Galung Wiratmaja dalam Ya’tra Art di Mola Art Gallery; Alam adalah Art Space
Dua karya Galung Wiratmaja yang terpajang di dinding Mola Art Gallery Cimahi. Sebelah kiri berjudul Mountain Nature.--
CIMAHI, HARIAN DISWAY - Berpameran bersama empat pelukis Bali lainnya -I Made Duatmika, I Made Romi Sukadana, Made Wiradana, dan Putu Sudiana- di Mola Art Gallery, Galung Wiratmaja menuntaskan salah satu ya’tranya di sana dengan karya-karya yang maksimal.
Pameran yang baru saja diikutinya di galeri milik perupa Mola itu membuat Galung bungah. Berada di Cimahi, galeri itu dekat dengan Bandung, kota penting yang telah melahirkan perupa-perupa besar.
”Dalam peta seni rupa nasional, Bandung tak dapat dilewatkan begitu saja. Cimahi juga wajah Bandung secara umum. Karena itu saya antusias sekali ketika ditawari berpameran oleh Mbak Mola di galerinya. Sebab buat saya inilah salah satu bentuk ya’tra yang tercapai,” ungkapnya.
Galung Wiratmaja berbincang dengan Mola –owner dan founder Mola Art Gallery- (kiri) serta Dr Willy Himawan SSn MSn setelah pembukaan pameran.
Merujuk judul pameran, ya’tra merupakan proses atau bagian dari perjalanan seseorang. Menuju cita-cita, pencapaian spiritual dan lain sebagainya. Dalam melukis pun para perupa perlu menempuh ya’tranya masing-masing untuk menemukan jati diri.
”Ya’tra itu karakter karya atau capaian estetik. Ya’tra juga semacam proses ziarah. Apalagi dalam pameran di Mola Art Gallery, kami berliam juga menziarahi Bandung sebagai kota besar seni rupa tanah air,” terang pria 50 tahun itu, semangat.
Sebagaimana makna ya’tra, Galung mengalami proses panjang dalam berkesenian. Secara konsep, ia mengikuti kata hati. Kadang objek atau tema lukisan baru didapat ketika ia melukis. ”Tak terasa. Seperti air begitu. Ngalir. Meski idealnya seniman punya cara, strategi dan teknik melukis masing-masing, saya lebih kompromistis,” ungkapnya.
Green Narrative
Bukan dalam hal membuat karya, apakah menuruti selera pasar atau tidak. Soal itu malah Galung sangat idealis. Ia jarang menerima pesanan lukisan yang tak sesuai dengan karakter atau gaya melukisnya. ”Kalau mau pesan lukisan ke saya, mau tidak mau harus sesuai dengan gaya saya,” ujarnya, disambut tawa.

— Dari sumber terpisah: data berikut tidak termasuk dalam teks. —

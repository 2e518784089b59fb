//! The per-node resolved style record.

use serde::{Deserialize, Serialize};

use crate::{ColorValue, DisplayValue, EdgeSizes, PageBreak};

/// Resolved style of one content node, as far as box construction cares.
///
/// Invariant: `display == none` means the node produces an invisible,
/// zero-span box whatever the other fields say.
#[derive(Debug, Clone, PartialEq, Serialize, Deserialize)]
#[serde(default)]
pub struct StyleRecord {
    /// Resolved `display`.
    pub display: DisplayValue,
    /// Namespace URI of the generating element, if it declared one.
    pub namespace: Option<String>,
    /// `false` for `visibility: hidden` and for synthesized whitespace runs.
    pub visible: bool,
    /// `page-break-before`.
    pub page_break_before: PageBreak,
    /// `page-break-after`.
    pub page_break_after: PageBreak,
    /// [§ 8.3 Margin properties](https://www.w3.org/TR/CSS2/box.html#margin-properties)
    pub margin: EdgeSizes,
    /// [§ 8.4 Padding properties](https://www.w3.org/TR/CSS2/box.html#padding-properties)
    pub padding: EdgeSizes,
    /// [§ 3.2 'background-color'](https://www.w3.org/TR/css-backgrounds-3/#background-color)
    pub background_color: Option<ColorValue>,
    /// Marks the synthesized style of an anonymous block.
    pub anonymous: bool,
}

impl Default for StyleRecord {
    fn default() -> Self {
        Self {
            display: DisplayValue::default(),
            namespace: None,
            visible: true,
            page_break_before: PageBreak::Auto,
            page_break_after: PageBreak::Auto,
            margin: EdgeSizes::default(),
            padding: EdgeSizes::default(),
            background_color: None,
            anonymous: false,
        }
    }
}

impl StyleRecord {
    /// A visible record with the given display.
    #[must_use]
    pub fn new(display: DisplayValue) -> Self {
        Self {
            display,
            ..Self::default()
        }
    }

    /// [§ 9.2.1.1 Anonymous block boxes](https://www.w3.org/TR/CSS2/visuren.html#anonymous-block-level)
    ///
    /// "The properties of anonymous boxes are inherited from the enclosing
    /// non-anonymous box." Only the display and visibility matter here.
    #[must_use]
    pub fn anonymous_block(visible: bool) -> Self {
        Self {
            display: DisplayValue::Block,
            visible,
            anonymous: true,
            ..Self::default()
        }
    }

    /// Builder: set `visibility: hidden`.
    #[must_use]
    pub fn hidden(mut self) -> Self {
        self.visible = false;
        self
    }

    /// Builder: set the namespace URI.
    #[must_use]
    pub fn in_namespace(mut self, namespace: &str) -> Self {
        self.namespace = Some(namespace.to_string());
        self
    }

    /// Builder: set the margins.
    #[must_use]
    pub fn with_margin(mut self, margin: EdgeSizes) -> Self {
        self.margin = margin;
        self
    }

    /// Builder: set the padding.
    #[must_use]
    pub fn with_padding(mut self, padding: EdgeSizes) -> Self {
        self.padding = padding;
        self
    }

    /// Builder: set the background colour.
    #[must_use]
    pub fn with_background(mut self, color: ColorValue) -> Self {
        self.background_color = Some(color);
        self
    }

    /// Builder: set `page-break-before` and `page-break-after`.
    #[must_use]
    pub fn with_page_breaks(mut self, before: PageBreak, after: PageBreak) -> Self {
        self.page_break_before = before;
        self.page_break_after = after;
        self
    }

    /// Returns true if this node contributes visible content: `display` is
    /// not `none` and `visibility` is not hidden.
    #[must_use]
    pub const fn is_rendered(&self) -> bool {
        !self.display.is_none() && self.visible
    }
}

Kompromistis ala Galung lebih pada proses penyampaian. Ia cenderung memberi tawaran interpretasi yang tak terlalu rumit.
Seperti halnya ketika penikmat coba memahami lukisan abstrak atau kontemporer. ”Saya ingin penikmat lebih dekat dengan karya saya. Ada interaksi dengan lukisan,” ujarnya.

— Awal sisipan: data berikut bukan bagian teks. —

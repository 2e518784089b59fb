//! The section root: flattens the document's top-level subtrees into one
//! list of children and keeps that list current as the tree changes.
//!
//! A subtree that matches the [`WrapperConvention`] contributes the children
//! of its wrapper element instead of itself. With the default
//! [`BodyWrapper`] an `html` root contributes the children of its `body`, so
//! `head` and anything else outside the body is never boxed.
//!
//! Child-list changes under a tracked wrapper are applied by re-normalizing
//! and re-building only the affected window of boxes.

use std::ops::Range;

use tessera_dom::{DomTree, NodeId, NodeType, StructuralChange};

use crate::anonymous::normalize_window;
use crate::classify::classify_children;
use crate::context::{BuildContext, ContentNode};
use crate::error::BuildError;
use crate::factory::BoxFactory;
use crate::layout_box::{LayoutBox, intersects};

/// Decides which element of a top-level subtree supplies section content.
pub trait WrapperConvention {
    /// The wrapper element inside the top-level subtree `root`, if `root`
    /// follows this convention.
    fn wrapper_of(&self, tree: &DomTree, root: NodeId) -> Option<NodeId>;

    /// Returns true if `node` is the kind of element this convention treats
    /// as a wrapper.
    fn is_wrapper(&self, tree: &DomTree, node: NodeId) -> bool;
}

/// [§ 4.1.1 The html element](https://html.spec.whatwg.org/multipage/semantics.html#the-html-element)
///
/// An `html` root whose `body` child holds the content.
#[derive(Debug, Clone, Copy, Default)]
pub struct BodyWrapper;

impl WrapperConvention for BodyWrapper {
    fn wrapper_of(&self, tree: &DomTree, root: NodeId) -> Option<NodeId> {
        if !tree.as_element(root)?.has_local_name("html") {
            return None;
        }
        tree.children(root)
            .iter()
            .copied()
            .find(|&child| self.is_wrapper(tree, child))
    }

    fn is_wrapper(&self, tree: &DomTree, node: NodeId) -> bool {
        tree.as_element(node)
            .is_some_and(|element| element.has_local_name("body"))
    }
}

/// No wrappers: every top-level subtree is section content as it is.
#[derive(Debug, Clone, Copy, Default)]
pub struct NoWrapper;

impl WrapperConvention for NoWrapper {
    fn wrapper_of(&self, _tree: &DomTree, _root: NodeId) -> Option<NodeId> {
        None
    }

    fn is_wrapper(&self, _tree: &DomTree, _node: NodeId) -> bool {
        false
    }
}

/// One top-level subtree and what it contributed to the flattened list.
#[derive(Debug, Clone, PartialEq, Eq)]
pub struct TrackedSubtree {
    /// The top-level node.
    pub root: NodeId,
    /// Its wrapper, if the convention matched.
    pub wrapper: Option<NodeId>,
    /// Number of flattened entries it contributed.
    pub entries: usize,
}

/// One normalized child of the section and the boxes built from it.
#[derive(Debug, Clone, Copy, PartialEq, Eq)]
struct Segment {
    /// Flattened entries covered (more than one for an anonymous run).
    entries: usize,
    /// Child boxes produced.
    boxes: usize,
    anonymous: bool,
}

/// Bookkeeping a section root keeps between builds.
#[derive(Debug, Clone, Default, PartialEq, Eq)]
pub struct SectionState {
    subtrees: Vec<TrackedSubtree>,
    segments: Vec<Segment>,
    mixed: bool,
}

impl SectionState {
    /// The tracked top-level subtrees, in document order.
    #[must_use]
    pub fn subtrees(&self) -> &[TrackedSubtree] {
        &self.subtrees
    }
}

/// Flatten the document's top-level subtrees.
fn flatten(cx: &BuildContext<'_>, document: NodeId) -> (Vec<TrackedSubtree>, Vec<ContentNode>) {
    let tree = cx.tree();
    let mut subtrees = Vec::new();
    let mut flat = Vec::new();
    for root in tree.content_children(document) {
        let wrapper = cx.wrapper().wrapper_of(tree, root);
        let before = flat.len();
        match wrapper {
            Some(wrapper) => flat.extend(tree.content_children(wrapper).map(ContentNode::Dom)),
            None => flat.push(ContentNode::Dom(root)),
        }
        subtrees.push(TrackedSubtree {
            root,
            wrapper,
            entries: flat.len() - before,
        });
    }
    (subtrees, flat)
}

/// The flattened section content intersecting `[start, end)`, in document
/// order.
///
/// # Errors
///
/// Returns [`BuildError::MissingNode`] if a flattened node is not indexed.
pub fn compute_visible_children(
    cx: &BuildContext<'_>,
    document: NodeId,
    start: usize,
    end: usize,
) -> Result<Vec<ContentNode>, BuildError> {
    let window = start..end;
    let mut visible = Vec::new();
    for node in flatten(cx, document).1 {
        if intersects(&cx.range(&node)?, &window) {
            visible.push(node);
        }
    }
    Ok(visible)
}

/// Build boxes for normalized `items`, recording one segment per item.
fn build_segments(
    cx: &BuildContext<'_>,
    factory: &dyn BoxFactory,
    items: &[ContentNode],
) -> Result<(Vec<LayoutBox>, Vec<Segment>), BuildError> {
    let mut boxes = Vec::new();
    let mut segments = Vec::with_capacity(items.len());
    for item in items {
        let before = boxes.len();
        factory.create_all(cx, item, &mut boxes)?;
        segments.push(Segment {
            entries: item.entry_count(),
            boxes: boxes.len() - before,
            anonymous: item.is_anonymous(),
        });
    }
    Ok((boxes, segments))
}

/// Build the children of a section root from scratch.
pub(crate) fn populate(
    root: &mut LayoutBox,
    cx: &BuildContext<'_>,
    factory: &dyn BoxFactory,
) -> Result<Vec<LayoutBox>, BuildError> {
    let document = root.node().owner();
    let (subtrees, flat) = flatten(cx, document);
    let mixed = classify_children(cx, &flat).is_mixed();
    let normalized = normalize_window(cx, root.node(), &flat, mixed)?;
    let (boxes, segments) = build_segments(cx, factory, &normalized)?;

    log::debug!(
        target: "tessera::section",
        "section of node {} built from {} subtrees, {} entries, {} boxes",
        document.0,
        subtrees.len(),
        flat.len(),
        boxes.len()
    );
    if let Some(state) = root.section_state_mut() {
        *state = SectionState {
            subtrees,
            segments,
            mixed,
        };
    }
    Ok(boxes)
}

/// React to a child-list change.
///
/// A change to the document node re-tracks the subtrees and rebuilds every
/// child. A change to a tracked wrapper rebuilds only the affected window:
/// the segments covering the changed entries, widened to the neighbouring
/// anonymous runs they may merge with. If the change flips whether block and
/// inline content are mixed, the whole list is rebuilt instead.
///
/// Returns `false`, touching nothing, for any other change.
///
/// # Errors
///
/// Propagates [`BuildError`] from normalization and box creation.
pub(crate) fn on_structural_change(
    root: &mut LayoutBox,
    cx: &BuildContext<'_>,
    factory: &dyn BoxFactory,
    change: &StructuralChange,
) -> Result<bool, BuildError> {
    let document = root.node().owner();
    if change.parent == document {
        log::debug!(target: "tessera::section", "document child list changed, rebuilding");
        root.populate(cx, Some(factory))?;
        return Ok(true);
    }

    let Some(state) = root.section_state() else {
        return Ok(false);
    };
    let Some(tracked) = state
        .subtrees
        .iter()
        .position(|subtree| subtree.wrapper == Some(change.parent))
    else {
        return Ok(false);
    };
    if !cx.wrapper().is_wrapper(cx.tree(), change.parent) {
        return Ok(false);
    }

    let shift: usize = state.subtrees[..tracked].iter().map(|s| s.entries).sum();
    let (index, removed) = content_position(cx.tree(), change);
    let (subtrees, flat) = flatten(cx, document);
    let mixed = classify_children(cx, &flat).is_mixed();
    let old_entries: usize = state.segments.iter().map(|s| s.entries).sum();

    let splice = if mixed == state.mixed {
        affected_window(state, shift + index, removed, mixed)
            .and_then(|window| window.rebase(old_entries, flat.len()))
    } else {
        None
    };
    let Some(splice) = splice else {
        log::debug!(
            target: "tessera::section",
            "change under node {} cannot be spliced (mixing flipped or out of range), rebuilding",
            change.parent.0
        );
        root.populate(cx, Some(factory))?;
        return Ok(true);
    };

    let normalized = normalize_window(cx, root.node(), &flat[splice.new_entries.clone()], mixed)?;
    let (boxes, segments) = build_segments(cx, factory, &normalized)?;
    log::debug!(
        target: "tessera::section",
        "splicing boxes {:?} of section with {} rebuilt boxes",
        splice.boxes,
        boxes.len()
    );

    let _ = root.children_mut().splice(splice.boxes.clone(), boxes);
    if let Some(state) = root.section_state_mut() {
        let _ = state.segments.splice(splice.segments, segments);
        state.subtrees = subtrees;
    }
    root.invalidate_geometry();
    Ok(true)
}

/// The index and removal count of `change` among content children.
///
/// A change record counts every child, comments included; flattened entries
/// do not. Siblings before the edit point are the same before and after the
/// change, so they can be read from the current tree.
fn content_position(tree: &DomTree, change: &StructuralChange) -> (usize, usize) {
    let is_content = |id: NodeId| !matches!(tree.node_type(id), Some(NodeType::Comment(_)));
    let siblings = tree.children(change.parent);
    let before = &siblings[..change.index.min(siblings.len())];
    (
        before.iter().filter(|&&id| is_content(id)).count(),
        change.removed.iter().filter(|&&id| is_content(id)).count(),
    )
}

/// The part of the section to rebuild, in old and new coordinates.
#[derive(Debug, Clone, PartialEq, Eq)]
struct Splice {
    segments: Range<usize>,
    boxes: Range<usize>,
    old_entries: Range<usize>,
    new_entries: Range<usize>,
}

impl Splice {
    /// Map the window's entries into the flattened list after the change.
    fn rebase(mut self, old_total: usize, new_total: usize) -> Option<Self> {
        let end = (self.old_entries.end + new_total).checked_sub(old_total)?;
        if end < self.old_entries.start || end > new_total {
            return None;
        }
        self.new_entries = self.old_entries.start..end;
        Some(self)
    }
}

/// Segments covering old entries `[index, index + removed)`, widened to
/// whole anonymous runs on either side.
fn affected_window(state: &SectionState, index: usize, removed: usize, mixed: bool) -> Option<Splice> {
    // bounds[i] is the first entry of segment i; every segment covers at
    // least one entry, so the bounds strictly increase.
    let mut bounds = Vec::with_capacity(state.segments.len() + 1);
    bounds.push(0);
    for segment in &state.segments {
        bounds.push(bounds[bounds.len() - 1] + segment.entries);
    }
    let end = index + removed;
    if end > bounds[bounds.len() - 1] {
        return None;
    }

    let mut segments = if removed == 0 {
        // A pure insertion lands on a boundary (nothing to rebuild yet) or
        // inside a segment.
        match bounds.binary_search(&index) {
            Ok(boundary) => boundary..boundary,
            Err(after) => after - 1..after,
        }
    } else {
        let first = bounds.partition_point(|&b| b <= index) - 1;
        first..bounds.partition_point(|&b| b < end)
    };

    if mixed {
        if segments.start > 0 && state.segments[segments.start - 1].anonymous {
            segments.start -= 1;
        }
        if segments.end < state.segments.len() && state.segments[segments.end].anonymous {
            segments.end += 1;
        }
    }

    let boxes_before: usize = state.segments[..segments.start].iter().map(|s| s.boxes).sum();
    let boxes_within: usize = state.segments[segments.clone()].iter().map(|s| s.boxes).sum();
    Some(Splice {
        old_entries: bounds[segments.start]..bounds[segments.end],
        boxes: boxes_before..boxes_before + boxes_within,
        new_entries: 0..0,
        segments,
    })
}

Kesan membawa pengunjung ke dalam lukisan ada pada figur-figur dalam The Light of Green, Green Narrative atau People of The Past. Semua sosok selalu membelakangi penikmat.
Melalui citraan seperti itu, ditambah dengan visual yang berkisah, baik tentang alam atau aktivitas-aktivitas yang melibatkan orang banyak, maka posisi itu akan membawa penikmat seolah berada di tengah kerumunan.

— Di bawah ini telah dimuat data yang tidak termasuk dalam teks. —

use anyhow::{Context, Result};
use clap::{Parser, Subcommand};
use colored::Colorize;
use thor_sponsor::delegation::{sign_delegation, DelegationRequest};
use thor_sponsor::{Address, Credential, PrototypeContract, SponsorConfig};
use tracing_subscriber::EnvFilter;

#[derive(Parser)]
#[command(name = "thor-sponsor")]
#[command(about = "Offline tools for VeChainThor gas sponsorship", long_about = None)]
#[command(version)]
struct Cli {
    #[command(subcommand)]
    command: Commands,
}

#[derive(Subcommand)]
enum Commands {
    /// Generate fresh private keys
    Keygen {
        /// Number of keys to generate
        #[arg(short, long, default_value_t = 1)]
        count: usize,
    },

    /// Co-sign an unsigned transaction as gas payer (VIP-191)
    Cosign {
        /// Unsigned transaction RLP (0x-hex)
        #[arg(long)]
        raw: String,

        /// Address the transaction claims to originate from
        #[arg(long)]
        origin: String,

        /// Gas payer private key (0x-hex)
        #[arg(long)]
        key: String,
    },

    /// Build a Prototype contract clause
    Clause {
        #[command(subcommand)]
        kind: ClauseCommand,
    },
}

#[derive(Subcommand)]
enum ClauseCommand {
    /// addUser(sponsor, user)
    GrantUser {
        #[arg(long)]
        sponsor: String,

        #[arg(long)]
        user: String,
    },

    /// setCreditPlan(sponsor, credit, recoveryRate)
    SetCreditPlan {
        #[arg(long)]
        sponsor: String,

        /// Credit in wei, 0x-hex or decimal
        #[arg(long)]
        credit: String,

        /// Recovery rate in wei per second, 0x-hex or decimal
        #[arg(long, default_value = "0")]
        recovery_rate: String,
    },
}

fn init_logging() {
    let filter = EnvFilter::try_from_default_env().unwrap_or_else(|_| EnvFilter::new("info"));
    tracing_subscriber::fmt()
        .with_env_filter(filter)
        .with_writer(std::io::stderr)
        .init();
}

fn parse_address(label: &str, s: &str) -> Result<Address> {
    s.parse().with_context(|| format!("invalid {} address {}", label, s))
}

fn main() -> Result<()> {
    init_logging();
    let cli = Cli::parse();

    match cli.command {
        Commands::Keygen { count } => {
            println!("\n{}", "🔐 Generated keys".cyan().bold());
            println!("{}", "═".repeat(50).cyan());
            for _ in 0..count {
                let credential = Credential::generate();
                println!("{}: {}", "Private Key".bright_white(), credential.secret_hex().yellow());
                println!("{}: {}", "Address".bright_white(), credential.address().to_checksum().green());
                println!("{}", "─".repeat(50).bright_black());
            }
            println!("{}", "Keep private keys secret.".yellow());
        }

        Commands::Cosign { raw, origin, key } => {
            let credential = Credential::from_hex(key.trim()).context("invalid gas payer key")?;
            let request = DelegationRequest {
                raw: raw.trim().to_string(),
                origin: origin.trim().to_string(),
            };
            let response = sign_delegation(&request, &credential).context("delegation refused")?;

            eprintln!(
                "{}",
                format!("✅ Co-signed as {}", credential.address().to_checksum()).green()
            );
            println!("{}", serde_json::to_string_pretty(&response)?);
        }

        Commands::Clause { kind } => {
            let (config, validation) = SponsorConfig::from_env();
            validation.print_summary();
            validation.into_result()?;
            let contract = PrototypeContract::load(&config)?;

            let clause = match kind {
                ClauseCommand::GrantUser { sponsor, user } => {
                    let sponsor = parse_address("sponsor", &sponsor)?;
                    let user = parse_address("user", &user)?;
                    contract.grant_user_clause(&sponsor, &user)?
                }
                ClauseCommand::SetCreditPlan {
                    sponsor,
                    credit,
                    recovery_rate,
                } => {
                    let sponsor = parse_address("sponsor", &sponsor)?;
                    contract.set_credit_plan_clause(&sponsor, &credit, &recovery_rate)?
                }
            };

            eprintln!(
                "{}",
                format!("Gas limit for this call: {}", config.admin_gas).bright_black()
            );
            println!("{}", serde_json::to_string_pretty(&clause)?);
        }
    }

    Ok(())
}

Objek-objek alam, misalnya, lahir begitu saja saat ia melukis. Menggoreskan warna-warna hijau dengan sentuhan impresif. Gerak tangannya mengalun, menciptakan ritme yang membentuk citraan alam. ”Setelah mulai ketemu dasar objeknya, saya perkuat lagi. Membentuk gunung, sungai, pepohonan, dan sebagainya,” ungkapnya.
Galung lebih banyak berkutat pada lansekap karena sekian lama ia menekuni seni rupa lansekap. Sempat mencoba abstrak ekspresionisme.
Dua karya Galung Wiratmaja berjudul Abstract Eruption (kiri) dan In The Art Space #2.
Melalui alam, Galung membawa penikmat merasakan impresi hijau. Gambaran gunung yang kokoh bahkan gunung berapi yang meletus. Bersama figur-figur khasnya, ia menyampaikan bahwa alam dan segala isinya adalah faktor penting sebagai penopang kehidupan.